Data shown section start
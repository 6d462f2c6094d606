//! Console presentation: spinners, colored metric lines and tables.

use std::fmt::Display;
use std::sync::Mutex;
use std::time::Duration;

use cliclack::{log, spinner, ProgressBar};
use comfy_table::{presets::UTF8_FULL, Cell, CellAlignment, ContentArrangement, Table};
use console::{style, Term};

use crate::benchmarks::timing::{AgentTiming, EnvironmentRow, TokenMetrics};
use crate::benchmarks::Progress;

#[derive(Debug, Clone, Copy, PartialEq, Eq)]
pub enum Level {
    Success,
    Warning,
    Error,
}

type Sink = Box<dyn Fn(Level, &str) + Send + Sync>;

enum Output {
    /// Animated cliclack bar. `None` once a warning or outcome has ended it;
    /// the next update starts a fresh one.
    Live(Mutex<Option<ProgressBar>>),
    /// Not a terminal: indicatif hides its bars, so only warnings and
    /// outcomes are written, one line each.
    Plain(Sink),
}

pub struct Spinner {
    output: Output,
}

impl Spinner {
    pub fn start(message: impl Display) -> Self {
        if !Term::stderr().is_term() {
            return Self::plain(log_line);
        }
        let bar = spinner();
        bar.start(message);
        Self {
            output: Output::Live(Mutex::new(Some(bar))),
        }
    }

    /// Line-oriented spinner that hands every warning and outcome to `sink`
    pub fn plain(sink: impl Fn(Level, &str) + Send + Sync + 'static) -> Self {
        Self {
            output: Output::Plain(Box::new(sink)),
        }
    }

    pub fn succeed(&self, message: impl Display) {
        self.finish(Level::Success, &message.to_string());
    }

    pub fn fail(&self, message: impl Display) {
        self.finish(Level::Error, &message.to_string());
    }

    fn finish(&self, level: Level, message: &str) {
        let bar = match &self.output {
            Output::Plain(sink) => return sink(level, message),
            Output::Live(bar) => bar.lock().ok().and_then(|mut bar| bar.take()),
        };

        match (bar, level) {
            (Some(bar), Level::Error) => bar.error(message),
            (Some(bar), Level::Warning) => bar.stop(style(format!("⚠ {}", message)).yellow()),
            (Some(bar), Level::Success) => bar.stop(message),
            (None, level) => log_line(level, message),
        }
    }
}

impl Progress for Spinner {
    fn update(&self, message: &str) {
        let Output::Live(bar) = &self.output else {
            return;
        };
        if let Ok(mut bar) = bar.lock() {
            match bar.as_ref() {
                Some(current) => current.set_message(message),
                None => {
                    let fresh = spinner();
                    fresh.start(message);
                    *bar = Some(fresh);
                }
            }
        }
    }

    fn warn(&self, message: &str) {
        self.finish(Level::Warning, message);
    }
}

fn log_line(level: Level, message: &str) {
    let written = match level {
        Level::Success => log::success(message),
        Level::Warning => log::warning(message),
        Level::Error => log::error(message),
    };
    if let Err(e) = written {
        tracing::debug!(error = %e, "failed to write status line");
    }
}

/// Plain spinner that records its lines, for asserting on reported outcomes
#[cfg(test)]
pub fn recording_spinner() -> (Spinner, std::sync::Arc<Mutex<Vec<(Level, String)>>>) {
    let lines = std::sync::Arc::new(Mutex::new(Vec::new()));
    let sink = std::sync::Arc::clone(&lines);
    let spinner = Spinner::plain(move |level, message: &str| {
        sink.lock().unwrap().push((level, message.to_string()));
    });
    (spinner, lines)
}

pub fn seconds(d: Duration, precision: usize) -> String {
    format!("{:.*}s", precision, d.as_secs_f64())
}

pub fn millis(d: Duration) -> u128 {
    (d.as_secs_f64() * 1000.0).round() as u128
}

pub fn print_section(title: &str) {
    println!("{}", style(format!("\n{}", title)).yellow());
}

pub fn print_note(text: &str) {
    println!("{}", style(text).dim());
}

pub fn print_error(error: &anyhow::Error) {
    eprintln!("{}", style(format!("{:#}", error)).red());
}

pub fn token_lines(metrics: &TokenMetrics) -> Vec<String> {
    let mut lines = vec![
        format!("  Time to First Token (TTFT): {}", seconds(metrics.ttft, 3)),
        format!("  Total Duration: {}", seconds(metrics.total, 2)),
    ];
    if !metrics.simulated {
        lines.push(format!("  Est. Tokens: {}", metrics.estimated_tokens));
    }
    lines.push(format!("  Speed: {:.2} tokens/sec", metrics.tokens_per_second));
    lines
}

pub fn print_token_metrics(metrics: &TokenMetrics) {
    if metrics.simulated {
        println!("{}", style("  [SIMULATION MODE]").yellow());
    }
    let lines = token_lines(metrics);
    let last = lines.len() - 1;
    for (i, line) in lines.into_iter().enumerate() {
        let styled = match i {
            0 => style(line).cyan(),
            i if i == last => style(line).bold().blue(),
            _ => style(line).green(),
        };
        println!("{}", styled);
    }
}

pub fn agent_lines(timing: &AgentTiming) -> [String; 4] {
    [
        format!("  Total Time: {}", seconds(timing.total(), 3)),
        format!("    Thinking (Groq): {}", seconds(timing.thinking, 3)),
        format!("    Browser Setup: {}", seconds(timing.setup, 3)),
        format!("    Tool Execution (Chromium): {}", seconds(timing.execution, 3)),
    ]
}

pub fn print_agent_timing(timing: &AgentTiming) {
    let [total, thinking, setup, execution] = agent_lines(timing);
    println!("{}", style(total).dim());
    println!("{}", style(thinking).blue());
    println!("{}", style(setup).magenta());
    println!("{}", style(execution).cyan());
}

pub fn environment_table(rows: &[EnvironmentRow]) -> Table {
    let mut table = Table::new();
    table.load_preset(UTF8_FULL);
    table.set_content_arrangement(ContentArrangement::Dynamic);
    table.set_header(vec!["Environment", "Setup (ms)", "Execution (ms)", "Total (ms)"]);

    for row in rows {
        table.add_row(vec![
            Cell::new(&row.name),
            Cell::new(millis(row.setup)).set_alignment(CellAlignment::Right),
            Cell::new(millis(row.execution)).set_alignment(CellAlignment::Right),
            Cell::new(millis(row.total())).set_alignment(CellAlignment::Right),
        ]);
    }
    table
}

pub fn print_environment_table(rows: &[EnvironmentRow]) {
    println!("{}", environment_table(rows));
}
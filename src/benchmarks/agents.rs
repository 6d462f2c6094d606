use std::sync::Arc;
use std::time::Duration;

use anyhow::{Context, Result};
use tracing::{info, warn};

use super::timing::{AgentTiming, EnvironmentRow, Stopwatch};
use super::Progress;
use crate::browser::{self, blocking, BrowserPage, BrowserSession, SharedDriver};
use crate::providers::base::Provider;
use crate::providers::groq::GROQ_DEFAULT_MODEL;
use crate::report::{self, Spinner};

pub const LOCAL_ENVIRONMENT: &str = "Local (Chromium - Cold)";
pub const CLOUD_ENVIRONMENT: &str = "Browserbase (Cloud Reference)";

/// Published reference numbers, not measured here
pub const CLOUD_REFERENCE_SETUP: Duration = Duration::from_millis(500);
pub const CLOUD_REFERENCE_EXECUTION: Duration = Duration::from_millis(1800);

pub type TaskSteps = fn(&dyn BrowserPage, &str) -> Result<()>;

#[derive(Clone, Copy)]
pub struct AgentTask {
    pub name: &'static str,
    pub goal: &'static str,
    pub steps: TaskSteps,
}

impl AgentTask {
    pub fn search_google() -> Self {
        Self {
            name: "Search Google",
            goal: "Chronos AI Benchmark",
            steps: browser::search_google,
        }
    }
}

#[derive(Debug, Clone, PartialEq, Eq)]
pub struct AgentRun {
    pub task: &'static str,
    pub query: String,
    pub timing: AgentTiming,
}

#[derive(Debug, Clone, PartialEq, Eq)]
pub struct AgentReport {
    pub run: AgentRun,
    pub environments: Vec<EnvironmentRow>,
}

pub fn thinking_prompt(goal: &str) -> String {
    format!(
        "You are an AI agent. Your goal is: \"{}\". What is the best search query to use? Return ONLY the query string.",
        goal
    )
}

/// Models like to wrap the query in quotes; drop every `"` and trim.
pub fn clean_query(reply: &str) -> String {
    reply.replace('"', "").trim().to_string()
}

pub struct AgentBenchmark {
    provider: Option<Arc<dyn Provider>>,
    driver: SharedDriver,
}

impl AgentBenchmark {
    pub fn new(provider: Option<Arc<dyn Provider>>, driver: SharedDriver) -> Self {
        Self { provider, driver }
    }

    /// Ask the model for a search query. Falls back to the goal itself when
    /// no provider is configured or the call fails.
    pub async fn think(&self, goal: &str, progress: &dyn Progress) -> String {
        let Some(provider) = &self.provider else {
            return goal.to_string();
        };

        match provider.complete(GROQ_DEFAULT_MODEL, &thinking_prompt(goal)).await {
            Ok(reply) => {
                let query = clean_query(&reply);
                if query.is_empty() {
                    progress.warn("Groq returned an empty query, using fallback query.");
                    goal.to_string()
                } else {
                    query
                }
            }
            Err(e) => {
                warn!(error = %e, "thinking call failed");
                progress.warn("Groq thinking failed, using fallback query.");
                goal.to_string()
            }
        }
    }

    pub async fn run_task(&self, task: &AgentTask, progress: &dyn Progress) -> Result<AgentRun> {
        let stopwatch = Stopwatch::start();
        let query = self.think(task.goal, progress).await;
        let thinking = stopwatch.elapsed();

        progress.update(&format!("Launching browser for {}...", task.name));
        let stopwatch = Stopwatch::start();
        let driver = Arc::clone(&self.driver);
        let (session, page) = blocking(move || {
            let session = driver.launch()?;
            let page = session.new_page()?;
            Ok((session, page))
        })
        .await?;
        let setup = stopwatch.elapsed();

        progress.update(&format!("Executing task: {}...", task.name));
        let stopwatch = Stopwatch::start();
        let steps = task.steps;
        let task_query = query.clone();
        let (session, outcome) = blocking(move || {
            let outcome = steps(page.as_ref(), &task_query);
            drop(page);
            Ok((session, outcome))
        })
        .await?;
        let execution = stopwatch.elapsed();

        let closed = close_session(session).await;
        outcome.with_context(|| format!("{} failed", task.name))?;
        closed?;

        let timing = AgentTiming {
            thinking,
            setup,
            execution,
        };
        info!(
            task = task.name,
            %query,
            thinking_ms = thinking.as_millis() as u64,
            setup_ms = setup.as_millis() as u64,
            execution_ms = execution.as_millis() as u64,
            "agent task complete"
        );

        Ok(AgentRun {
            task: task.name,
            query,
            timing,
        })
    }

    /// Launch and close a bare browser, returning the launch time.
    pub async fn cold_launch(&self) -> Result<Duration> {
        let stopwatch = Stopwatch::start();
        let driver = Arc::clone(&self.driver);
        let session = blocking(move || driver.launch()).await?;
        let setup = stopwatch.elapsed();

        close_session(session).await?;
        Ok(setup)
    }

    pub fn environments(cold_setup: Duration, execution: Duration) -> Vec<EnvironmentRow> {
        vec![
            EnvironmentRow::new(LOCAL_ENVIRONMENT, cold_setup, execution),
            EnvironmentRow::new(
                CLOUD_ENVIRONMENT,
                CLOUD_REFERENCE_SETUP,
                CLOUD_REFERENCE_EXECUTION,
            ),
        ]
    }
}

async fn close_session(session: Box<dyn BrowserSession>) -> Result<()> {
    blocking(move || session.close()).await
}

/// Run the agent benchmark suite and print its results. Task failures are
/// printed and then returned.
pub async fn benchmark_agent_tasks(benchmark: &AgentBenchmark) -> Result<AgentReport> {
    report::print_note("  Measuring Agent Task Performance (Real Browser + Real Groq Thinking)...");

    let task = AgentTask::search_google();
    let spinner = Spinner::start(format!("Agent is thinking about: {}...", task.name));
    let run = match benchmark.run_task(&task, &spinner).await {
        Ok(run) => run,
        Err(e) => {
            spinner.fail(format!("{} Failed", task.name));
            report::print_error(&e);
            return Err(e);
        }
    };
    spinner.succeed(format!("{} Completed (Query: \"{}\")", run.task, run.query));
    report::print_agent_timing(&run.timing);

    report::print_section("--- Real Environment Performance ---");
    let cold_setup = benchmark
        .cold_launch()
        .await
        .context("cold browser launch failed")?;
    let environments = AgentBenchmark::environments(cold_setup, run.timing.execution);
    report::print_environment_table(&environments);

    Ok(AgentReport { run, environments })
}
Data shown section end
*Task prompt*.
Retype, exactly and in full, the listing from its first line to the one holding "pub struct Spinner", both included.

*Exercise answer*.
repository 6d462f2c6094d606
//! Console presentation: spinners, colored metric lines and tables.

use std::fmt::Display;
use std::sync::Mutex;
use std::time::Duration;

use cliclack::{log, spinner, ProgressBar};
use comfy_table::{presets::UTF8_FULL, Cell, CellAlignment, ContentArrangement, Table};
use console::{style, Term};

use crate::benchmarks::timing::{AgentTiming, EnvironmentRow, TokenMetrics};
use crate::benchmarks::Progress;

#[derive(Debug, Clone, Copy, PartialEq, Eq)]
pub enum Level {
    Success,
    Warning,
    Error,
}

type Sink = Box<dyn Fn(Level, &str) + Send + Sync>;

enum Output {
    /// Animated cliclack bar. `None` once a warning or outcome has ended it;
    /// the next update starts a fresh one.
    Live(Mutex<Option<ProgressBar>>),
    /// Not a terminal: indicatif hides its bars, so only warnings and
    /// outcomes are written, one line each.
    Plain(Sink),
}

pub struct Spinner {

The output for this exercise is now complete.